Screen (pdf version)
ScreenIn Vivo NK Cell and CD8+ T Cell Cytotoxicity Screen
Posted On02/18/2010 12:24 PM
AuthorPhilippe Krebs
Science WriterEva Marie Y. Moresco
Background
This in vivo screen is designed to detect mutants with defects in natural killer (NK) cell or CD8+ cytotoxic T lymphocyte (CTL) effector responses. In brief, the screen is based on immunization of mice with apoptotic cells expressing a model antigen, followed by measurement of the killing ability of both NK cells and CD8+ T cells towards class I MHC-deficient splenocytes (NK cell-specific targets) and splenocytes pulsed with antigen-derived peptide (CTL-specific targets).
 
NK cells and CTLs, components of the innate and adaptive immune systems, respectively, are cytotoxic lymphocytes essential in defense against viruses and intracellular bacteria. Activated NK cells and CTLs kill targets through release of perforin/granzymes, and/or signaling through tumor necrosis factor (TNF) death receptor family proteins, including TRAIL (TNF-related apoptosis inducing ligand), FasL (Fas ligand), and TNFα [reviewed in (1)]. Previous work demonstrated that a strong antigen-specific CD8+ T cell response can be induced in mice by immunization with apoptotic but not with live cells (2). This response is characterized by antigen-stimulated interferon (IFN)-γ production and cytolytic activity, and requires the uptake of apoptotic material by lymphoid dendritic cells (DC), which produce type I interferon (IFN) and efficiently crossprime antigen-specific CD8+ T cells. In addition to ultraviolet- and γ-irradiated apoptotic cells, cells rendered apoptotic by treatment with Fas-activating antibodies are effective stimulators of a strong CTL response, suggesting that NK cells or T cells can initiate the response. Some viruses and bacteria are also capable of inducing apoptosis and may thereby trigger a microbe-specific CTL response. Although the molecular pathway mediating the cell-death induced CTL response is still under investigation, immunization with apoptotic cells provides a means for strong activation of CTLs that is exploited in this screen. The in vivo CD8+ T cell cytolytic activity is measured using blood collected from mice six to eight days after immunization.
 
C57BL/6J ENU-mutagenized G3 mice are immunized with γ-irradiated (1500 Rad) mouse splenocytes expressing membrane-associated ovalbumin driven by an actin promoter (act-mOVA splenocytes) (Figure 1) (3). Seven to eight days later, the same mice are injected with three cell populations labeled with different intensities of the fluorescent cellular dye CFSE (carboxyfluorescein succinimidyl ester): control C57BL/6J cells (low CFSE), NK specific target cells (syngeneic class I MHC-deficient cells from Tap1-/- mice; intermediate CFSE), and an antigen-specific CTL target population [syngeneic splenocytes externally loaded with an ovalbumin-derived peptide (OVA257-264, SIINFEKL); high CFSE]. After 48 hours, blood samples are collected from the orbital sinus and analyzed by flow cytometry for the number of target cells and control cells. The disappearance of NK target and CTL target populations relative to the low CFSE-containing control population reflects the in vivo cytotoxic ability of NK cells and CTLs (Figure 2).
Reagents and Solutions
IMDM medium
Iscove’s Modified Dulbecco’s Medium (Gibco)
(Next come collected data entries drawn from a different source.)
use std::process::Command;

#[test]
fn builtin_scenario_prints_a_summary() {
    let output = Command::new(env!("CARGO_BIN_EXE_sinking-hotel"))
        .args(["--duration", "30", "--tick-ms", "100", "--seed", "7"])
        .output()
        .expect("failed to run the sinking-hotel binary");

    assert!(output.status.success(), "run should succeed: {output:?}");
    let stdout = String::from_utf8(output.stdout).expect("summary is utf-8");
    assert!(stdout.starts_with("simulated 30.0s over 300 ticks"));
    assert!(stdout.contains("money $"));
    assert!(stdout.contains("guests:"));
}

#[test]
fn missing_scenario_file_is_reported() {
    let output = Command::new(env!("CARGO_BIN_EXE_sinking-hotel"))
        .args(["--scenario", "does-not-exist.toml"])
        .output()
        .expect("failed to run the sinking-hotel binary");

    assert!(!output.status.success());
    let stderr = String::from_utf8_lossy(&output.stderr);
    assert!(stderr.contains("failed to read scenario"));
}

#[test]
fn zero_tick_length_is_rejected() {
    let output = Command::new(env!("CARGO_BIN_EXE_sinking-hotel"))
        .args(["--tick-ms", "0"])
        .output()
        .expect("failed to run the sinking-hotel binary");

    assert!(!output.status.success());
    let stderr = String::from_utf8_lossy(&output.stderr);
    assert!(stderr.contains("--tick-ms must be positive"));
}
10% (v/v) heat inactivated fetal bovine serum (Atlanta Biologicals)
200 units penicillin and 200 μg streptomycin (1:50 dilution of PenStrep solution, Gibco)
50 μM β-mercaptoethanol
2 mM L-Glutamine (Gibco)
 
Red Blood Cell (RBC) Lysis Buffer
Red Blood Cell Lysing Buffer (Sigma)
 
CFSE solution
CFSE (Sigma) in DMSO; 5mM stock solution
 
HBSS
Hank’s Balanced Salt Solution (HyClone)
 
Wash buffer
Dulbecco’s Phosphate Buffered Saline (DPBS, Cellgro)
0.1% fetal bovine serum
 
FACS buffer
Dulbecco's Phosphate Buffered Saline (DPBS, Cellgro)
2% (v/v) heat inactivated fetal bovine serum (Atlanta Biologicals)
0.1% sodium azide (Sigma)
10mM EDTA
 
BD FACSTM Lysing Solution
Dilute 1:10 ratio with ddH2O for working solution
Method
Immunization of G3 mice
  1. Immediately prior to immunization, irradiate act-mOVA splenocytes (1500 Rad) using a gamma irradiator.
  2. Immunize each mouse by injecting 107 irradiated act-mOVA splenocytes intraperitoneally or subcutaneously.
Preparation of control and target cells for cytotoxicity assay
 
Splenocyte Collection
There are three populations of splenocytes to be injected into the immunized G3 mice: Splenocytes from Tap1-/- mice are used as NK cell targets. Splenocytes from syngeneic C57BL/6J mice are used as control cells and for peptide loading to generate CTL targets.
  1. On day 8 after immunization of G3 mice, harvest spleens from Tap1-/- and C57BL/6J mice and place in IMDM medium. Use one Tap1-/- spleen and two C57BL/6J spleens to obtain enough cells to prepare NK and CTL targets for testing fifteen immunized mice.  Include controls (naïve Tap1-/- recipients and immunized C57BL/6J recipients).
  2. Homogenize the spleens using a cell strainer (70μm, BD Falcon).
  3. Centrifuge the cells at 1500 rpm for 5 minutes, decant the supernatant.
  4. Resuspend in appropriate volume of IMDM medium (1 ml per 2 spleens).
Peptide loading of CTL target cells (only for splenocytes from C57BL/6J mice)
  1. Centrifuge half of the cell suspension from step 4 at 1500 rpm for 5 minutes (this will be the CTL target population), decant the supernatant.  Keep the other half, representing the control population, for later.
  2. Resuspend in IMDM medium (1 ml per 2 spleens) and divide into 15ml conical tubes (1 ml per tube).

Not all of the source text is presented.